- _WHAT YOU ARE ASKED TO DO_
Hand back each record exactly as you find it.

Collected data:
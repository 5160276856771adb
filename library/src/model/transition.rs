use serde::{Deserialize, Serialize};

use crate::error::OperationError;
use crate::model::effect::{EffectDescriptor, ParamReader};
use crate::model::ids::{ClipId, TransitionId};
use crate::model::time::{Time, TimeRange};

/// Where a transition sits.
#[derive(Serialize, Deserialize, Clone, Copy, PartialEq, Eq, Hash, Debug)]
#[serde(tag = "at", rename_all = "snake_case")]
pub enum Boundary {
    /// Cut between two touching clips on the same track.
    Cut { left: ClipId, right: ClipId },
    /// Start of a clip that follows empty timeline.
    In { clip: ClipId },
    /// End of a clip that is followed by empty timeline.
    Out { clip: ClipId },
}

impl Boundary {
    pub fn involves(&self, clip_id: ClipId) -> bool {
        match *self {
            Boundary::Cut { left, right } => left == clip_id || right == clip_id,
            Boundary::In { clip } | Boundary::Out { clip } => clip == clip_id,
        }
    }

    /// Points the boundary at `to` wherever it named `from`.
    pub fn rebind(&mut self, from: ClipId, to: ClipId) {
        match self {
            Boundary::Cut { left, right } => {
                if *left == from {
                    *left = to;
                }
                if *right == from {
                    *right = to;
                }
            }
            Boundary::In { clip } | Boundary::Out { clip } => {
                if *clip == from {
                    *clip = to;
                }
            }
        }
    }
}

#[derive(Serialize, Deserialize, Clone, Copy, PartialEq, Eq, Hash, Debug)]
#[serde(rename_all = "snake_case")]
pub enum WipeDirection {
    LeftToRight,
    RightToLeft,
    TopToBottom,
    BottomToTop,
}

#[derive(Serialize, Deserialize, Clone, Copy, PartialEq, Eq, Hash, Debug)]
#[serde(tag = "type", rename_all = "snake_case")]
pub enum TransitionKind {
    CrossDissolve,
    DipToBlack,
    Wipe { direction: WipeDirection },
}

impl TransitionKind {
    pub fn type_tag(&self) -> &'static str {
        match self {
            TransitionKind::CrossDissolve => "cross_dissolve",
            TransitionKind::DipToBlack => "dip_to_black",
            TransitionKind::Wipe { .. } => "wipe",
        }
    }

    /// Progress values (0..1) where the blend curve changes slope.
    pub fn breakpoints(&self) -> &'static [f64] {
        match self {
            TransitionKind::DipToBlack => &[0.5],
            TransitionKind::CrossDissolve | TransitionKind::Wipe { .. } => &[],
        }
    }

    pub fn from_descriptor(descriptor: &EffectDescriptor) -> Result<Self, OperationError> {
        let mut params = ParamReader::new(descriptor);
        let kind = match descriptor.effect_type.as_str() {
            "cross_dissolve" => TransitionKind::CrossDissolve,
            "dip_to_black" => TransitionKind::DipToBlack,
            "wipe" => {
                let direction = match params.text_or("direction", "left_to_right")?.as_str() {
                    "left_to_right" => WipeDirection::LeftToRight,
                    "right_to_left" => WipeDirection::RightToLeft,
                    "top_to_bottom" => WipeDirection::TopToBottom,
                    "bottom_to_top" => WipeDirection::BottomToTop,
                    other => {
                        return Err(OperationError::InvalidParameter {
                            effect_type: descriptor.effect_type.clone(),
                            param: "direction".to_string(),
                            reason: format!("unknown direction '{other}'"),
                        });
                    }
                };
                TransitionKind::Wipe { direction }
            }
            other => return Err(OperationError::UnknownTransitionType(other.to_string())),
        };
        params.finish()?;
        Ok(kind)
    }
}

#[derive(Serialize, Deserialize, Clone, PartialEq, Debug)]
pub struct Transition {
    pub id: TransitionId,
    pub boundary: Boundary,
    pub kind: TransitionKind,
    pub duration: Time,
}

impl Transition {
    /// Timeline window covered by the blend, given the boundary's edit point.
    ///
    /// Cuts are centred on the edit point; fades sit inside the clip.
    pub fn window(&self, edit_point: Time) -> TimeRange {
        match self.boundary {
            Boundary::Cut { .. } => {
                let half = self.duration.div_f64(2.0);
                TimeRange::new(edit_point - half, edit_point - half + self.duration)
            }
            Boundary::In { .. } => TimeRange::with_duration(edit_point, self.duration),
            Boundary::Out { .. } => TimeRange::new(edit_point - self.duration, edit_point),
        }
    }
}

- _RESPONSE TO THE EXERCISE_
repository 5160276856771adb
filename library/src/model/transition.rs
use serde::{Deserialize, Serialize};

use crate::error::OperationError;
use crate::model::effect::{EffectDescriptor, ParamReader};
use crate::model::ids::{ClipId, TransitionId};
use crate::model::time::{Time, TimeRange};

/// Where a transition sits.
#[derive(Serialize, Deserialize, Clone, Copy, PartialEq, Eq, Hash, Debug)]
#[serde(tag = "at", rename_all = "snake_case")]
pub enum Boundary {
    /// Cut between two touching clips on the same track.
    Cut { left: ClipId, right: ClipId },
    /// Start of a clip that follows empty timeline.
    In { clip: ClipId },
    /// End of a clip that is followed by empty timeline.
    Out { clip: ClipId },
}

impl Boundary {
    pub fn involves(&self, clip_id: ClipId) -> bool {
        match *self {
            Boundary::Cut { left, right } => left == clip_id || right == clip_id,
            Boundary::In { clip } | Boundary::Out { clip } => clip == clip_id,
        }
    }

    /// Points the boundary at `to` wherever it named `from`.
    pub fn rebind(&mut self, from: ClipId, to: ClipId) {
        match self {
            Boundary::Cut { left, right } => {
                if *left == from {
                    *left = to;
                }
                if *right == from {
                    *right = to;
                }
            }
            Boundary::In { clip } | Boundary::Out { clip } => {
                if *clip == from {
                    *clip = to;
                }
            }
        }
    }
}

#[derive(Serialize, Deserialize, Clone, Copy, PartialEq, Eq, Hash, Debug)]
#[serde(rename_all = "snake_case")]
pub enum WipeDirection {
    LeftToRight,
    RightToLeft,
    TopToBottom,
    BottomToTop,
}

#[derive(Serialize, Deserialize, Clone, Copy, PartialEq, Eq, Hash, Debug)]
#[serde(tag = "type", rename_all = "snake_case")]
pub enum TransitionKind {
    CrossDissolve,
    DipToBlack,
    Wipe { direction: WipeDirection },
}

impl TransitionKind {
    pub fn type_tag(&self) -> &'static str {
        match self {
            TransitionKind::CrossDissolve => "cross_dissolve",
            TransitionKind::DipToBlack => "dip_to_black",
            TransitionKind::Wipe { .. } => "wipe",
        }
    }

    /// Progress values (0..1) where the blend curve changes slope.
    pub fn breakpoints(&self) -> &'static [f64] {
        match self {
            TransitionKind::DipToBlack => &[0.5],
            TransitionKind::CrossDissolve | TransitionKind::Wipe { .. } => &[],
        }
    }

    pub fn from_descriptor(descriptor: &EffectDescriptor) -> Result<Self, OperationError> {
        let mut params = ParamReader::new(descriptor);
        let kind = match descriptor.effect_type.as_str() {
            "cross_dissolve" => TransitionKind::CrossDissolve,
            "dip_to_black" => TransitionKind::DipToBlack,
            "wipe" => {
                let direction = match params.text_or("direction", "left_to_right")?.as_str() {
                    "left_to_right" => WipeDirection::LeftToRight,
                    "right_to_left" => WipeDirection::RightToLeft,
                    "top_to_bottom" => WipeDirection::TopToBottom,
                    "bottom_to_top" => WipeDirection::BottomToTop,
                    other => {
                        return Err(OperationError::InvalidParameter {
                            effect_type: descriptor.effect_type.clone(),
                            param: "direction".to_string(),
                            reason: format!("unknown direction '{other}'"),
                        });
                    }
                };
                TransitionKind::Wipe { direction }
            }
            other => return Err(OperationError::UnknownTransitionType(other.to_string())),
        };
        params.finish()?;
        Ok(kind)
    }
}

#[derive(Serialize, Deserialize, Clone, PartialEq, Debug)]
pub struct Transition {
    pub id: TransitionId,
    pub boundary: Boundary,
    pub kind: TransitionKind,
    pub duration: Time,
}

impl Transition {
    /// Timeline window covered by the blend, given the boundary's edit point.
    ///
    /// Cuts are centred on the edit point; fades sit inside the clip.
    pub fn window(&self, edit_point: Time) -> TimeRange {
        match self.boundary {
            Boundary::Cut { .. } => {
                let half = self.duration.div_f64(2.0);
                TimeRange::new(edit_point - half, edit_point - half + self.duration)
            }
            Boundary::In { .. } => TimeRange::with_duration(edit_point, self.duration),
            Boundary::Out { .. } => TimeRange::new(edit_point - self.duration, edit_point),
        }
    }
}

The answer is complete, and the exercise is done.